Background: Constitutive (agonist-independent) activity is a prerogative of many G protein-coupled receptors (GPCRs) including α1-adrenoceptors (α1-ARs). Inhibition of such an activity at α1-AR subtypes by antagonists with negative efficacy is difficult to be adequately tested. Methods: In the present experimental approach, we compared the activity of three calcium channel blockers (nifedipine, diltiazem and verapamil) and of three potent benzodioxane-based α1-AR antagonists, differing for subtype selectivity and inverse agonist properties, in producing smooth muscle relaxation and negative inotropy under the same test conditions. We selected, as benzodioxane derivatives, (S)-WB4101, inverse agonist with slight α1A/α1B-α1D AR selectivity, and two previously developed analogues. Both of these are potent antagonists at α1D-AR, that is the α1- AR subtype suspected of the highest susceptibility to inverse agonists for its high degree of basal activity, but only one is inverse agonist. Results: We found that all the three benzodioxane-related α1-AR antagonists have significant intrinsic relaxant activity on non-vascular smooth muscle and moderate negative inotropic effect, while they do not relax aorta. Their potency is always lower than that of three calcium channel blockers.
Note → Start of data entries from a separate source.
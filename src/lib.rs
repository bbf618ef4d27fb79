#[cfg(feature = "cli")]
pub mod cli;
pub mod animation;
pub mod config;
pub mod highlight;
pub mod ir;
pub mod layout;
pub mod layout_dump;
pub mod model;
pub mod render;
pub mod session;
pub mod stats;
pub mod theme;
pub mod timer;

#[cfg(feature = "cli")]
pub use cli::run;
pub use config::{Config, load_config};
pub use ir::{ColorTag, NodeClicked, NodeId, StatsSnapshot, TreeData, TreeNode};
pub use model::{IndexedTree, MalformedTree, ValidationError, validate};
pub use render::{DrawOutcome, Renderer, render_svg};
pub use session::{Session, TreeSource};

/// One-shot render of `data` with no interaction state.
pub fn render_tree_svg(data: &TreeData, config: &Config) -> String {
    let mut session = Session::new(config.clone());
    session.draw(data);
    session.svg()
}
Conclusions: Intrinsic myorelaxant and negative inotropic activity of the three benzodioxane-based α1-AR antagonist is related neither to a particular profile of α1-AR subtype selectivity nor to whether or not being an inverse agonist, but it parallels the calcium antagonists effects indicating a direct interaction of the three α1-AR antagonists with L-type Ca2+ channels.